現場を回している部下が聞いたら鼻で笑うような、どうしようもない提案をするコンサルタントが、 たとえばカタカナ成分の多い、海外で評判とか、裏を返せば国内での評判は最悪の、 そんな提案を現場に持ち込む。

現場はもちろん猛反対して、上司もまた、その提案が荒唐無稽であることぐらいよく分かっているのだけれど、 現場の反対は、むしろ上司の背中を押して、コンサルタントの提案は、上司の支持を得て、現場に導入されてしまう。

嫉妬の脆弱性

競争に「負けた」人間には、もはや「信じる」ことでしか、状況を変えられない。

それがどれだけ荒唐無稽な提案であっても、有能な部下が「信じない」ものを「信じる」ことで、極めて低い確率ながら、 上司は努力を行うことなく、自らの嫉妬を認めることなく、嫉妬の対象たる部下を「逆転」できるかもしれないから。

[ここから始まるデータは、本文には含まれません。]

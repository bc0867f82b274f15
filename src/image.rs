/*
Copyright 2025 Connor Nolan

Licensed under the Apache License, Version 2.0 (the "License");
you may not use this file except in compliance with the License.
You may obtain a copy of the License at

    http://www.apache.org/licenses/LICENSE-2.0

Unless required by applicable law or agreed to in writing, software
distributed under the License is distributed on an "AS IS" BASIS,
WITHOUT WARRANTIES OR CONDITIONS OF ANY KIND, either express or implied.
See the License for the specific language governing permissions and
limitations under the License.
*/

use crate::backend::{run_tool, ToolRunner};
use crate::file_reader::FileReader;
use anyhow::{Context, Result};
use clap::ValueEnum;
use std::fs;
use std::path::Path;

#[derive(Debug, Copy, Clone, PartialEq, Eq, ValueEnum)]
pub enum ImageKind {
    None,
    Iso,
}

/// Bootloader configuration: zero timeout, one multiboot2 entry loading
/// the staged kernel.
pub fn limine_config(volume_id: &str) -> String {
    format!(
        "TIMEOUT=0\n\n:{}\nPROTOCOL=multiboot2\nKERNEL_PATH=boot:///kernel.elf\n",
        volume_id
    )
}

/// Wraps a linked kernel in a bootable ISO-9660/Joliet image: stages
/// kernel.elf, limine.sys and a generated limine.cfg, authors the image
/// with a no-emulation El Torito boot record, then runs the bootloader's
/// deploy tool against it.
pub fn build_iso<F: FileReader>(
    kernel: &Path,
    iso: &Path,
    volume_id: &str,
    limine_dir: &Path,
    reader: &F,
    tools: &dyn ToolRunner,
) -> Result<()> {
    let staging = iso.with_extension("iso_root");
    fs::create_dir_all(&staging)
        .with_context(|| format!("Failed to create staging dir {}", staging.display()))?;

    fs::copy(kernel, staging.join("kernel.elf"))
        .with_context(|| format!("Failed to stage kernel {}", kernel.display()))?;

    for file in ["limine.sys", "limine-cd.bin"] {
        let content = reader
            .read_binary(&limine_dir.join(file))
            .with_context(|| format!("Failed to read bootloader file {}", file))?;
        fs::write(staging.join(file), content)
            .with_context(|| format!("Failed to stage bootloader file {}", file))?;
    }

    fs::write(staging.join("limine.cfg"), limine_config(volume_id))
        .context("Failed to write limine.cfg")?;

    run_tool(
        tools,
        "xorriso",
        &[
            "-as".to_string(),
            "mkisofs".to_string(),
            "-J".to_string(),
            "-V".to_string(),
            volume_id.to_string(),
            "-b".to_string(),
            "limine-cd.bin".to_string(),
            "-no-emul-boot".to_string(),
            "-boot-load-size".to_string(),
            "4".to_string(),
            "-boot-info-table".to_string(),
            staging.display().to_string(),
            "-o".to_string(),
            iso.display().to_string(),
        ],
    )
    .context("Failed during ISO authoring")?;

    run_tool(tools, "limine-deploy", &[iso.display().to_string()])
        .context("Failed during bootloader deploy")?;

    Ok(())
}

#[cfg(test)]
mod tests {
    use super::*;
    use crate::backend::MockToolRunner;
    use crate::file_reader::MockFileReader;

    #[test]
    fn test_limine_config_contents() {
        let cfg = limine_config("TestOS");
        assert!(cfg.is_ascii());
        assert!(cfg.contains("TIMEOUT=0"));
        assert!(cfg.contains("PROTOCOL=multiboot2"));
        assert!(cfg.contains("KERNEL_PATH=boot:///kernel.elf"));
        assert!(cfg.contains(":TestOS"));
    }

    #[test]
    fn test_build_iso_stages_and_deploys() {
        let dir = tempfile::tempdir().unwrap();
        let kernel = dir.path().join("kernel.elf");
        fs::write(&kernel, b"\x7fELF").unwrap();

        let mut reader = MockFileReader::default();
        reader.add_binary_file("/limine/limine.sys", b"sys");
        reader.add_binary_file("/limine/limine-cd.bin", b"cd");

        let tools = MockToolRunner::default();
        let iso = dir.path().join("kernel.iso");
        build_iso(
            &kernel,
            &iso,
            "TestOS",
            Path::new("/limine"),
            &reader,
            &tools,
        )
        .unwrap();

        let staging = dir.path().join("kernel.iso_root");
        assert!(staging.join("kernel.elf").exists());
        assert_eq!(fs::read(staging.join("limine.sys")).unwrap(), b"sys");
        assert_eq!(
            fs::read_to_string(staging.join("limine.cfg")).unwrap(),
            limine_config("TestOS")
        );

        let calls = tools.calls();
        assert_eq!(calls.len(), 2);
        assert_eq!(calls[0].0, "xorriso");
        assert!(calls[0].1.contains(&"-no-emul-boot".to_string()));
        assert!(calls[0].1.contains(&"TestOS".to_string()));
        assert_eq!(calls[1].0, "limine-deploy");
        assert_eq!(calls[1].1, vec![iso.display().to_string()]);
    }
}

特定の何かを見てるわけじゃないけれど、何となく、こういう傾向はいろんな場所にあって、 「会社」だけでなく「家族」だとか「クラス」だとか、たぶんいろんな組織が、「嫉妬する上司」という脆弱性を抱えているのだと思う。

なにかゴミみたいなプロダクトを、そんなものを必要としないような、安定した組織に売りつけようと思ったならば、 まずは「嫉妬する上司」にあたる立場の人を見つけ出して、その人に「逆転」の可能性を説くと、 きっと上手くいく。

認めると楽になる

「見栄」や「嫉妬」は可視化されないし、たいていは、それを抱いた本人も、 それを「ない」と否定する。

それを「ある」と認めたなら、たぶんその人は合理的に、肩の力を抜いて振る舞えるんだろうけれど、 それを認めたくないという思いが、嫉妬をして、見栄をして、極めて不合理な行動に、その人を駆り立てる。

恐らくはそうした感情を「ある」と表明してしまうことが、世の中を楽にやっていく秘訣みたいなものに つながるんだけれど、何かを「うらやましい」だなんて、嫉妬を表明できる人というのは、 あるいは相手にどこかで「勝って」いるからこそ、それが表明できるのかもしれない。

「妬んでも1人」、「嫉妬しても1人」という状況下で、どれだけ「嫉妬の表明」を行ったところで、 それはなんの解決にもならないから、「妬みの積極的表明」という行為は社会から全然自由になれていないし、 行為それ自体には、なんら治癒的効果はなくて、大事なのは行為でなくて、 そういう立場にいることのほうなのかもしれない。

嫉妬の行動学みたいなもの

「見栄」と「嫉妬」を上手につつくやりかたというのは、たぶん広告の人たちが詳しいんだろうけれど、 「嫉妬」という切り口で人の振る舞い、とくに社会化された人の振る舞いを見直すと、いろいろ 面白いような気がする。

SNSで教えていただいた、「天皇制はトップに対する嫉妬を避けるための知恵だった」なんて 考えかただとか、「非上場のオーナー企業が案外強い」理由なんかもまた、 嫉妬が隠蔽されるような状況において、嫉妬を上手にコントロールする仕組みが要請された 結果として、特定の組織構造が生まれて、しばしば経済不合理に見えるそうした組織が、 歴史の重みによく耐えて安定していることを、上手に説明できるのかもしれない。